Problem to solve — Given the material below, output exactly the lines from the line with "Ok(PhysicalTime::from_ms(ts_ms))" to the line with "pub enum IdentityError", both ends included, and no other lines.

The data —
——
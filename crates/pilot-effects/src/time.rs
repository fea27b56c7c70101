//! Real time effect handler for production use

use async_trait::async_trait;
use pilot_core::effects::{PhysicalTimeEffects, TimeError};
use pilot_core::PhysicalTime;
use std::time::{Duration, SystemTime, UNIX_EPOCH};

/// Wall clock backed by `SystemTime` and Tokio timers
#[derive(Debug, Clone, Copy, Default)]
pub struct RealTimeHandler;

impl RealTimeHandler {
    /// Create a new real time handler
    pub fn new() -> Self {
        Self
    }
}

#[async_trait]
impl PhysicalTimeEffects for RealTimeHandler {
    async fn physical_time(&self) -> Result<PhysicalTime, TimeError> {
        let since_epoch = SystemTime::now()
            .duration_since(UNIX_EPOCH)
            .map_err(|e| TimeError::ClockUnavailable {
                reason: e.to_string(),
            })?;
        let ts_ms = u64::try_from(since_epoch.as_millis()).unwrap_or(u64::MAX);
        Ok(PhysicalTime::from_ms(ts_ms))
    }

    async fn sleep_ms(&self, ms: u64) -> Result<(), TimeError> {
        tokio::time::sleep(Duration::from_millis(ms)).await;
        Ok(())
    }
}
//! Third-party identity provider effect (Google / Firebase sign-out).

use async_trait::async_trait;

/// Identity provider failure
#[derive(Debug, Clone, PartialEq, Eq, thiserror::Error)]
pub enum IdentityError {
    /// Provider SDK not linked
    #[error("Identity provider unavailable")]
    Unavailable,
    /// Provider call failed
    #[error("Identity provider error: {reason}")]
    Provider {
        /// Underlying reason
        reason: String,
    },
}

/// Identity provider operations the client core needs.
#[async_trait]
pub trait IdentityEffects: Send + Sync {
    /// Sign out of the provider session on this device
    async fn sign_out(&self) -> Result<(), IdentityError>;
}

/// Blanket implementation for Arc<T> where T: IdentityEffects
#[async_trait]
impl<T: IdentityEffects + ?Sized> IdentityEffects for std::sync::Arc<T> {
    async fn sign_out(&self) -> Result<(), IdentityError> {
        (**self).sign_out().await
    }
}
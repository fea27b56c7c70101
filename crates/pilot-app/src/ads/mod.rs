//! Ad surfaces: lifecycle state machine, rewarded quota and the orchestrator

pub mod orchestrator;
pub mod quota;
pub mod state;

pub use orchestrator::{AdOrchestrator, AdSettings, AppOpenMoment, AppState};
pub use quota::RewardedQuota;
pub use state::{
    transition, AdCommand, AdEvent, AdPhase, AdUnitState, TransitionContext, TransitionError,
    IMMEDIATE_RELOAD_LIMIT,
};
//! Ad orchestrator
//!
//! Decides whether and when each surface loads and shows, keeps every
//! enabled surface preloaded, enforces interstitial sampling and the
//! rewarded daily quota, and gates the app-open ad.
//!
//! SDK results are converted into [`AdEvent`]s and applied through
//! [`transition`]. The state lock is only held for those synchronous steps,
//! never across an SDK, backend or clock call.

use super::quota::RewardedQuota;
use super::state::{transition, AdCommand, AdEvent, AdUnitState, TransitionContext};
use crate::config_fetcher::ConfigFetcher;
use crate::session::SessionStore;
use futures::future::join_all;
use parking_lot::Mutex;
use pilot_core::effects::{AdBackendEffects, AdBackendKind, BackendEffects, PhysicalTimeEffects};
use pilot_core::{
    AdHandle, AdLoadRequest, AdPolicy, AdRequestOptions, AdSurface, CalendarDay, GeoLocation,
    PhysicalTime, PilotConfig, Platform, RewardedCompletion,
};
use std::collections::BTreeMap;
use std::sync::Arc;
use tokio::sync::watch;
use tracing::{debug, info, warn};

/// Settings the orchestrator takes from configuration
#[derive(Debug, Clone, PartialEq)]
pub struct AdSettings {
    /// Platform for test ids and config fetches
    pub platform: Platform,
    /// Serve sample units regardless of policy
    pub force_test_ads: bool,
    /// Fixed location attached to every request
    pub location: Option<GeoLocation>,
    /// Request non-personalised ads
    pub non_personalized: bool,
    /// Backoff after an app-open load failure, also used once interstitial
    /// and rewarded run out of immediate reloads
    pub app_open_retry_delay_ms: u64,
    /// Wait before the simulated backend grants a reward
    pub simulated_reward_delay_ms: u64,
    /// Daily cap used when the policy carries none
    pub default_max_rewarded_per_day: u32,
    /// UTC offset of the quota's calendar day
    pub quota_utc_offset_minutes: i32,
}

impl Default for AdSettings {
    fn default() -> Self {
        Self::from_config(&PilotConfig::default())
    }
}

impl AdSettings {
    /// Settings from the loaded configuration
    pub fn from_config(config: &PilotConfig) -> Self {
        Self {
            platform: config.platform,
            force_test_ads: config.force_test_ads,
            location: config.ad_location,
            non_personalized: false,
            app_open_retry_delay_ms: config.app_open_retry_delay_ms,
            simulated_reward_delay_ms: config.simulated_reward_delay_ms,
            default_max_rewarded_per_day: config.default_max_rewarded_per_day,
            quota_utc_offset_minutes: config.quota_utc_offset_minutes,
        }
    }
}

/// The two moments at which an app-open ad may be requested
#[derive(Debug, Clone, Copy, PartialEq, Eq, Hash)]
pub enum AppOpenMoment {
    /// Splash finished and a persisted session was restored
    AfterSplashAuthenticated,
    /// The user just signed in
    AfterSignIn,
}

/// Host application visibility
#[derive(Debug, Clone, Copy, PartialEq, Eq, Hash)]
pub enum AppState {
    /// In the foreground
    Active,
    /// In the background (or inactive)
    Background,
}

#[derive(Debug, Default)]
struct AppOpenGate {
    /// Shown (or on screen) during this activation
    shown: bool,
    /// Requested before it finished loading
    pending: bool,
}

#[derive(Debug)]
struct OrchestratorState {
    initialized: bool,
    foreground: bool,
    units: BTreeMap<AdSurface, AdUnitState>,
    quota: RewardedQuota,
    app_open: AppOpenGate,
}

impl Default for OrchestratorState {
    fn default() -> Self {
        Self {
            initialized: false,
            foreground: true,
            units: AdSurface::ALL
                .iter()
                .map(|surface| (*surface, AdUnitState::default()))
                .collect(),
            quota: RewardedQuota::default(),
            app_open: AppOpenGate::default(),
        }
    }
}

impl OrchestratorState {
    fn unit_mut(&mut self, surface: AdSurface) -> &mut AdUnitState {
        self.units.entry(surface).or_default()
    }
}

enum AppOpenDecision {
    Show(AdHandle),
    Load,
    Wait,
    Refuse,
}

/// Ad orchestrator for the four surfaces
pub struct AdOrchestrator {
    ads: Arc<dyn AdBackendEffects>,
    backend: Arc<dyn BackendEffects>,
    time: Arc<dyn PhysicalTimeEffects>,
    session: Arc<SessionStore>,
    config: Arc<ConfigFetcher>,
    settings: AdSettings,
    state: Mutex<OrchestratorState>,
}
——
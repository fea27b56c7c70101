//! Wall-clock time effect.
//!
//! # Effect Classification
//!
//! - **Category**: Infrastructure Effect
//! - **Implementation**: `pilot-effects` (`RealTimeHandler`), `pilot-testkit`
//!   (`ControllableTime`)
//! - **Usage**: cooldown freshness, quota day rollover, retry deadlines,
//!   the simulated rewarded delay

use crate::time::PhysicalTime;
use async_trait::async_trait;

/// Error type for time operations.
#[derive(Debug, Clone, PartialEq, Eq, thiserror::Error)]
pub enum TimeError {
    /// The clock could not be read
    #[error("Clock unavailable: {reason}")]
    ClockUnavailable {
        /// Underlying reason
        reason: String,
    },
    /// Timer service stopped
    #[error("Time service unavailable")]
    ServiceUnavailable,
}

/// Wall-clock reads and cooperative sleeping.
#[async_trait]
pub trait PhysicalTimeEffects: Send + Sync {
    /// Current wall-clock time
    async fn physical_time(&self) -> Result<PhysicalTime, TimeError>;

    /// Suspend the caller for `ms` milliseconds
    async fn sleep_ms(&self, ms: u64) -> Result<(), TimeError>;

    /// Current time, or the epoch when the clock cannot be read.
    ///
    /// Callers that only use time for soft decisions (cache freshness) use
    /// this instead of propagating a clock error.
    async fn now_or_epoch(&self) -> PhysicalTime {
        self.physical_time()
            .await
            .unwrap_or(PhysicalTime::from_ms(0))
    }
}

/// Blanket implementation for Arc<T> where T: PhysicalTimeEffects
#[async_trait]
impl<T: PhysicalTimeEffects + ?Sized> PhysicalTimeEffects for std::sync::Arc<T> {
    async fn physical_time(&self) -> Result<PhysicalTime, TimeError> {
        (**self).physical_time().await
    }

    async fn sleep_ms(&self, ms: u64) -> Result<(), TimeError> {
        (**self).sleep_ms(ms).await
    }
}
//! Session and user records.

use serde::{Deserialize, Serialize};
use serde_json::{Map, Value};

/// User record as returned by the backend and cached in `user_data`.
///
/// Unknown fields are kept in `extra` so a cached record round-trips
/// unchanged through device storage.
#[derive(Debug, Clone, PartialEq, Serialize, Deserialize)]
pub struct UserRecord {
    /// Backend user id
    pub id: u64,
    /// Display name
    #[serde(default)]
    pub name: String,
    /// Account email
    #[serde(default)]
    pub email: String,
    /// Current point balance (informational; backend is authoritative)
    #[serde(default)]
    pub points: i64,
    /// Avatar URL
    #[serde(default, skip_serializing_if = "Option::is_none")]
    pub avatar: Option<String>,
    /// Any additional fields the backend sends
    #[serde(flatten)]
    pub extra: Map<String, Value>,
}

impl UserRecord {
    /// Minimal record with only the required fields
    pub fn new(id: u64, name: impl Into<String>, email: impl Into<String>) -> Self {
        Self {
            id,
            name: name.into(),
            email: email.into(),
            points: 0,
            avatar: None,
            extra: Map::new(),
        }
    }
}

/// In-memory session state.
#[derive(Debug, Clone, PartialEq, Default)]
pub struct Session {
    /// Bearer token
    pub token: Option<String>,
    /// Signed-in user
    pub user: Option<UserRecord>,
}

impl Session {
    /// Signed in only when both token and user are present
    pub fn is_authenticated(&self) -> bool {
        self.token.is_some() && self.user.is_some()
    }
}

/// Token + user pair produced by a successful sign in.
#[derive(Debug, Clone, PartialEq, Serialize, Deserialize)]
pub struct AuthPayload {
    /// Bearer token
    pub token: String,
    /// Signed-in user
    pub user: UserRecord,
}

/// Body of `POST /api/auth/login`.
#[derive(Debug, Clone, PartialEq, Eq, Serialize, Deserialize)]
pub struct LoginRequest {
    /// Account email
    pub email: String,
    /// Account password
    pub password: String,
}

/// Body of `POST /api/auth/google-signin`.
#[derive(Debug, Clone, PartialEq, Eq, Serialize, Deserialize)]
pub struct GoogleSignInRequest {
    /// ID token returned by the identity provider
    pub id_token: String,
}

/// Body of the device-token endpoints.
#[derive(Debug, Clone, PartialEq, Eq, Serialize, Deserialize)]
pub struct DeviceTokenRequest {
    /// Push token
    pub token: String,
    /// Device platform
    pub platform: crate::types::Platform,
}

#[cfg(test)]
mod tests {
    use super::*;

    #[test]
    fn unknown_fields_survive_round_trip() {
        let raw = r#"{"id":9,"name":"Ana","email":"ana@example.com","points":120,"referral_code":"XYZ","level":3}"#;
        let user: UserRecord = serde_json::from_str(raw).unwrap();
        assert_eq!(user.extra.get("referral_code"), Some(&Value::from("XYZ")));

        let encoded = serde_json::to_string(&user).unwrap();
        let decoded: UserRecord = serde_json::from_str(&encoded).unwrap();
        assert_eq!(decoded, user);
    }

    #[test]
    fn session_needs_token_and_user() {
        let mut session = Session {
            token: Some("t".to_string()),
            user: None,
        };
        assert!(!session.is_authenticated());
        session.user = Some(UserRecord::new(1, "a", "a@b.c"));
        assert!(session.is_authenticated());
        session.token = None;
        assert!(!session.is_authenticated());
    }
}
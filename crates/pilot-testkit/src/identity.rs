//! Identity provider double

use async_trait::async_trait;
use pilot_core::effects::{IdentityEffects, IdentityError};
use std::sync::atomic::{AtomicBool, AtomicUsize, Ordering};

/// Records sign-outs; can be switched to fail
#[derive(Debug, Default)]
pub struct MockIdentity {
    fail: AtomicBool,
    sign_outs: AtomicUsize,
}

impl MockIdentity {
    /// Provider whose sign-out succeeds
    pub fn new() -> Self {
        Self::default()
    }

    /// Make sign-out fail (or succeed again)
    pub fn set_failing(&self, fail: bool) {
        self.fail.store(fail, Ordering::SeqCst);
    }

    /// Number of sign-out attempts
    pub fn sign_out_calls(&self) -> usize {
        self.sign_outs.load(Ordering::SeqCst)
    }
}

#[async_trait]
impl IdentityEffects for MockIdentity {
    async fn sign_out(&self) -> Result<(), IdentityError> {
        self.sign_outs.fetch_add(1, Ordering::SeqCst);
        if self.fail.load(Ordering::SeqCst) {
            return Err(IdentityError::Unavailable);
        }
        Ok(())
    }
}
——
Answer box —
        Ok(PhysicalTime::from_ms(ts_ms))
    }

    async fn sleep_ms(&self, ms: u64) -> Result<(), TimeError> {
        tokio::time::sleep(Duration::from_millis(ms)).await;
        Ok(())
    }
}
//! Third-party identity provider effect (Google / Firebase sign-out).

use async_trait::async_trait;

/// Identity provider failure
#[derive(Debug, Clone, PartialEq, Eq, thiserror::Error)]
pub enum IdentityError {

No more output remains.